Maybe you're thinking of the trick of a band new page of memory mapped memory that is 'zeroed' but is in reality just a special 'all zeros' page in the virtual to physical memory lookup table? Those still need to be zeroed by real writes at some point, if they're ever used.
Consider the case of a system call, such as `read`. You’re in user space and you have some stack frames on the stack as usual. You allocate a buffer on the stack (there’s a cpu instruction for that; it basically just extends your “turf¹” to include more of the stack page, and zeros it as mentioned) to hold the data you want to read. You then call `read` with the `call` instruction, including the address of the buffer and the buffer size as arguments. So far everything is very straight–forward.

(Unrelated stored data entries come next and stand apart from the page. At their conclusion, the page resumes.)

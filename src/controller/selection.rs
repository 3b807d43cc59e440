//! Selection state: what the user has picked up, and where it may go.

use serde::{Deserialize, Serialize};
use smallvec::SmallVec;

use crate::core::{Move, PieceKind, Square};

/// Legal moves from the selected origin.
///
/// A queen has at most 27 moves and a pawn at most 12 (with promotions),
/// so the common case never spills to the heap.
pub type Candidates = SmallVec<[Move; 28]>;

/// The controller's transient UI state.
///
/// Exactly one variant holds at any time.
#[derive(Clone, Debug, Default, PartialEq, Eq, Serialize, Deserialize)]
pub enum SelectionState {
    /// Nothing selected.
    #[default]
    Idle,

    /// A friendly piece is selected.
    Selected {
        /// Square of the selected piece.
        origin: Square,

        /// Legal moves starting at `origin` (possibly none).
        candidates: Candidates,
    },
}

impl SelectionState {
    /// Select `origin` with the given legal moves.
    #[must_use]
    pub fn selected(origin: Square, moves: impl IntoIterator<Item = Move>) -> Self {
        let candidates: Candidates = moves.into_iter().collect();
        debug_assert!(candidates.iter().all(|mv| mv.from == origin));
        SelectionState::Selected { origin, candidates }
    }

    /// Check if nothing is selected.
    #[must_use]
    pub fn is_idle(&self) -> bool {
        matches!(self, SelectionState::Idle)
    }

    /// Selected origin, if any.
    #[must_use]
    pub fn origin(&self) -> Option<Square> {
        match self {
            SelectionState::Idle => None,
            SelectionState::Selected { origin, .. } => Some(*origin),
        }
    }

    /// Candidate moves; empty when idle.
    #[must_use]
    pub fn candidates(&self) -> &[Move] {
        match self {
            SelectionState::Idle => &[],
            SelectionState::Selected { candidates, .. } => candidates,
        }
    }

    /// Distinct candidate destination squares, in candidate order.
    ///
    /// The four promotion variants of one pawn push collapse to one square.
    #[must_use]
    pub fn destinations(&self) -> Vec<Square> {
        let mut out: Vec<Square> = Vec::new();
        for mv in self.candidates() {
            if !out.contains(&mv.to) {
                out.push(mv.to);
            }
        }
        out
    }

    /// The move a click on `target` commits, if any.
    ///
    /// The plain move wins; failing that, the queen promotion is taken.
    /// Under-promotions are never chosen from a click.
    #[must_use]
    pub fn move_to(&self, target: Square) -> Option<Move> {
        let SelectionState::Selected { origin, candidates } = self else {
            return None;
        };
        let plain = Move::new(*origin, target);
        let queen = Move::promoting(*origin, target, PieceKind::Queen);
        if candidates.contains(&plain) {
            Some(plain)
        } else if candidates.contains(&queen) {
            Some(queen)
        } else {
            None
        }
    }
}
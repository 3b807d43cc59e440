//! Standard chess rules.
//!
//! A complete FIDE rules engine used by the interaction controller:
//! - Full move generation: castling, en passant, promotion
//! - Legality by king safety
//! - Automatic game end: checkmate, stalemate, insufficient material,
//!   seventy-five-move rule, fivefold repetition
//!
//! Positions are set up from FEN; `StandardChess::new()` is the usual start.

mod board;
mod game;
mod movegen;

pub use board::{castling, Board, FenError, START_FEN};
pub use game::{StandardChess, Termination, FIVEFOLD, SEVENTY_FIVE_MOVE_PLIES};
pub use movegen::{in_check, is_attacked, legal_moves, perft};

But `read` is actually in a different protection domain; it’s part of the kernel. The CPU uses metadata previously set up by the kernel to turn this into a “portal call”. After the portal call your thread will be given a different protection domain. In principle this is the kernel’s protection domain, but in reality the kernel might split that up in many complicated ways. What is relevant here is that the turf of this protection domain has been modified to include this new stack frame. From the perspective of `read`, the stack has just started; there are no prior frames. The reality is that this stack frame is still part of the stack of the caller, it’s only the turf that has changed. Those prior stack frames still exist, but they are unreadable. Worse, the buffer is also unreadable; it’s located at an address that is not part of the kernel’s turf.

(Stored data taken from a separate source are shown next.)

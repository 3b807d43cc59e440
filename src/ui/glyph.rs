//! Unicode chess glyphs.

use crate::core::Piece;

/// Glyphs indexed by `[side][kind]`, kinds in `PieceKind::ALL` order.
const GLYPHS: [[char; 6]; 2] = [
    ['♙', '♘', '♗', '♖', '♕', '♔'],
    ['♟', '♞', '♝', '♜', '♛', '♚'],
];

/// Glyph drawn for a piece.
///
/// ```
/// use rust_chessboard::core::{Piece, PieceKind, Side};
/// use rust_chessboard::ui::glyph;
///
/// assert_eq!(glyph(Piece::new(PieceKind::King, Side::White)), '♔');
/// assert_eq!(glyph(Piece::new(PieceKind::Pawn, Side::Black)), '♟');
/// ```
#[must_use]
pub fn glyph(piece: Piece) -> char {
    GLYPHS[piece.side.index()][piece.kind.index()]
}
//! Piece kinds and pieces.

use serde::{Deserialize, Serialize};

use super::side::Side;

/// The six chess piece kinds.
#[derive(Clone, Copy, Debug, PartialEq, Eq, Hash, Serialize, Deserialize)]
pub enum PieceKind {
    Pawn,
    Knight,
    Bishop,
    Rook,
    Queen,
    King,
}

impl PieceKind {
    /// All kinds in index order.
    pub const ALL: [PieceKind; 6] = [
        PieceKind::Pawn,
        PieceKind::Knight,
        PieceKind::Bishop,
        PieceKind::Rook,
        PieceKind::Queen,
        PieceKind::King,
    ];

    /// Kinds a pawn may promote to, strongest first.
    pub const PROMOTIONS: [PieceKind; 4] = [
        PieceKind::Queen,
        PieceKind::Rook,
        PieceKind::Bishop,
        PieceKind::Knight,
    ];

    /// Index for table lookups (`0..6`).
    #[must_use]
    pub const fn index(self) -> usize {
        self as usize
    }

    /// Lowercase letter used by FEN and UCI.
    #[must_use]
    pub const fn to_char(self) -> char {
        match self {
            PieceKind::Pawn => 'p',
            PieceKind::Knight => 'n',
            PieceKind::Bishop => 'b',
            PieceKind::Rook => 'r',
            PieceKind::Queen => 'q',
            PieceKind::King => 'k',
        }
    }

    /// Parse a FEN/UCI letter, either case.
    #[must_use]
    pub fn from_char(c: char) -> Option<Self> {
        match c.to_ascii_lowercase() {
            'p' => Some(PieceKind::Pawn),
            'n' => Some(PieceKind::Knight),
            'b' => Some(PieceKind::Bishop),
            'r' => Some(PieceKind::Rook),
            'q' => Some(PieceKind::Queen),
            'k' => Some(PieceKind::King),
            _ => None,
        }
    }
}

/// A piece on the board: kind + side.
#[derive(Clone, Copy, Debug, PartialEq, Eq, Hash, Serialize, Deserialize)]
pub struct Piece {
    pub kind: PieceKind,
    pub side: Side,
}

impl Piece {
    #[must_use]
    pub const fn new(kind: PieceKind, side: Side) -> Self {
        Self { kind, side }
    }

    /// FEN symbol: uppercase for White, lowercase for Black.
    #[must_use]
    pub fn symbol(self) -> char {
        let c = self.kind.to_char();
        match self.side {
            Side::White => c.to_ascii_uppercase(),
            Side::Black => c,
        }
    }

    /// Parse a FEN symbol.
    #[must_use]
    pub fn from_symbol(c: char) -> Option<Self> {
        let kind = PieceKind::from_char(c)?;
        let side = if c.is_ascii_uppercase() { Side::White } else { Side::Black };
        Some(Self { kind, side })
    }

    /// Index into a 12-entry (side, kind) table.
    #[must_use]
    pub const fn table_index(self) -> usize {
        self.side.index() * 6 + self.kind.index()
    }
}
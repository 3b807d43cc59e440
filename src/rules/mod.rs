//! Rules engine trait for game implementations.
//!
//! Games implement `RulesEngine` to define:
//! - Legal moves for the current position
//! - How moves modify the position
//! - Win/draw conditions
//!
//! The interaction controller calls into `RulesEngine` but never interprets
//! chess rules directly.

pub mod engine;

pub use engine::{GameResult, IllegalMoveError, RulesEngine};
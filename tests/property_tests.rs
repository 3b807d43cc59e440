//! Property tests for the selection state machine.
//!
//! Random click sequences are driven through the controller and the
//! transition table is checked after every click.

use proptest::prelude::*;
use rand::seq::SliceRandom;
use rand::SeedableRng;
use rand_chacha::ChaCha8Rng;

use rust_chessboard::controller::{InteractionController, UiEvent};
use rust_chessboard::core::{PieceKind, Square};
use rust_chessboard::games::standard::StandardChess;
use rust_chessboard::rules::RulesEngine;
use rust_chessboard::ui::HighlightState;

/// One scripted input: a raw square, or (when `aim` is set) the
/// `pick`-th candidate destination of the current selection.
#[derive(Clone, Copy, Debug)]
struct Click {
    square: u8,
    aim: bool,
    pick: u8,
}

fn arb_click() -> impl Strategy<Value = Click> {
    (0u8..64, any::<bool>(), any::<u8>()).prop_map(|(square, aim, pick)| Click {
        square,
        aim,
        pick,
    })
}

fn resolve(controller: &InteractionController<StandardChess>, click: Click) -> Square {
    let destinations = controller.selection().destinations();
    if click.aim && !destinations.is_empty() {
        destinations[click.pick as usize % destinations.len()]
    } else {
        Square::from_index(click.square).unwrap()
    }
}

fn run(clicks: &[Click]) -> (Vec<UiEvent>, String) {
    let mut controller = InteractionController::new(StandardChess::new());
    let mut events = Vec::new();
    for &click in clicks {
        let square = resolve(&controller, click);
        events.extend(controller.handle_click(square));
    }
    (events, controller.engine().to_fen())
}

proptest! {
    #![proptest_config(ProptestConfig { cases: 64, .. ProptestConfig::default() })]

    /// Every transition matches the table.
    #[test]
    fn prop_transition_table(clicks in prop::collection::vec(arb_click(), 1..120)) {
        let mut controller = InteractionController::new(StandardChess::new());
        let mut highlights = HighlightState::new();

        for click in clicks {
            let square = resolve(&controller, click);
            let was_idle = controller.selection().is_idle();
            let friendly = controller.engine().is_friendly(square);
            let commit = controller.selection().move_to(square);
            let mover = controller.engine().side_to_move();

            let events = controller.handle_click(square);
            highlights.apply_all(&events);

            if was_idle && !friendly {
                prop_assert!(events.is_empty());
                prop_assert!(controller.selection().is_idle());
            } else if let Some(mv) = commit {
                prop_assert_eq!(&events[0], &UiEvent::MoveApplied { mv });
                prop_assert!(controller.selection().is_idle());
                prop_assert_eq!(controller.engine().side_to_move(), mover.opposite());
                prop_assert_eq!(events.len() == 2, controller.engine().is_game_over());
                if mv.is_promotion() {
                    prop_assert_eq!(mv.promotion, Some(PieceKind::Queen));
                }
            } else if friendly {
                prop_assert_eq!(controller.selection().origin(), Some(square));
                let legal = controller.engine().legal_moves_from(square);
                prop_assert_eq!(
                    controller.selection().candidates(),
                    legal.as_slice()
                );
                prop_assert_eq!(events.len(), 1);
            } else {
                prop_assert_eq!(&events, &vec![UiEvent::cleared()]);
                prop_assert!(controller.selection().is_idle());
                prop_assert_eq!(controller.engine().side_to_move(), mover);
            }

            prop_assert_eq!(highlights.origin, controller.selection().origin());
            prop_assert_eq!(&highlights.destinations, &controller.selection().destinations());
        }
    }

    /// Replaying a click sequence gives the same events and position.
    #[test]
    fn prop_deterministic_replay(clicks in prop::collection::vec(arb_click(), 1..80)) {
        prop_assert_eq!(run(&clicks), run(&clicks));
    }

    /// Random playouts through clicks agree with applying moves directly.
    #[test]
    fn prop_click_playout_matches_engine(seed in any::<u64>(), plies in 1usize..60) {
        let mut rng = ChaCha8Rng::seed_from_u64(seed);
        let mut controller = InteractionController::new(StandardChess::new());
        let mut shadow = StandardChess::new();

        for _ in 0..plies {
            if shadow.is_game_over() {
                break;
            }
            let legal: Vec<_> = shadow
                .legal_moves()
                .into_iter()
                .filter(|mv| mv.promotion.is_none() || mv.promotion == Some(PieceKind::Queen))
                .collect();
            let Some(&mv) = legal.choose(&mut rng) else {
                break;
            };

            controller.handle_click(mv.from);
            let events = controller.handle_click(mv.to);
            shadow.apply_move(mv).unwrap();

            prop_assert_eq!(&events[0], &UiEvent::MoveApplied { mv });
            prop_assert_eq!(controller.engine().to_fen(), shadow.to_fen());
            prop_assert_eq!(controller.engine().result(), shadow.result());
        }
    }
}
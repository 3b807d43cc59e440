//! Core value types: squares, sides, pieces, moves, configuration, hashing.
//!
//! Everything here is a small `Copy` or plain-data type shared by the rules
//! engine, the interaction controller and the renderer model.

pub mod square;
pub mod side;
pub mod piece;
pub mod chess_move;
pub mod config;
pub mod zobrist;

pub use square::{ParseSquareError, Square};
pub use side::{Side, SideMap};
pub use piece::{Piece, PieceKind};
pub use chess_move::{Move, ParseMoveError};
pub use config::{BoardConfig, Palette, DEFAULT_SQUARE_SIZE, MAX_SQUARE_SIZE};
pub use zobrist::ZobristKeys;
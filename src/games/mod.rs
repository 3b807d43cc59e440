//! Rules engine implementations.

pub mod standard;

So obviously there needs to be another set of instructions for modifying turfs. The full set of obvious modifications are available, but the relevant one here is a temporary grant of read and/or write permissions to a function you are about to call. You would insert a `pass` instruction to pass along access to the buffer for the duration of the call. This access is automatically revoked after the call returns. (Ideally you wouldn’t actually have to do this manually for every portal call; instead you would call a non–portal `read` function in libc. This function’s job is to make the portal call, and whoever wrote it makes sure to include the `pass` instruction.)
¹ A turf is the set of addresses that a given thread running in a given protection domain can read and/or write.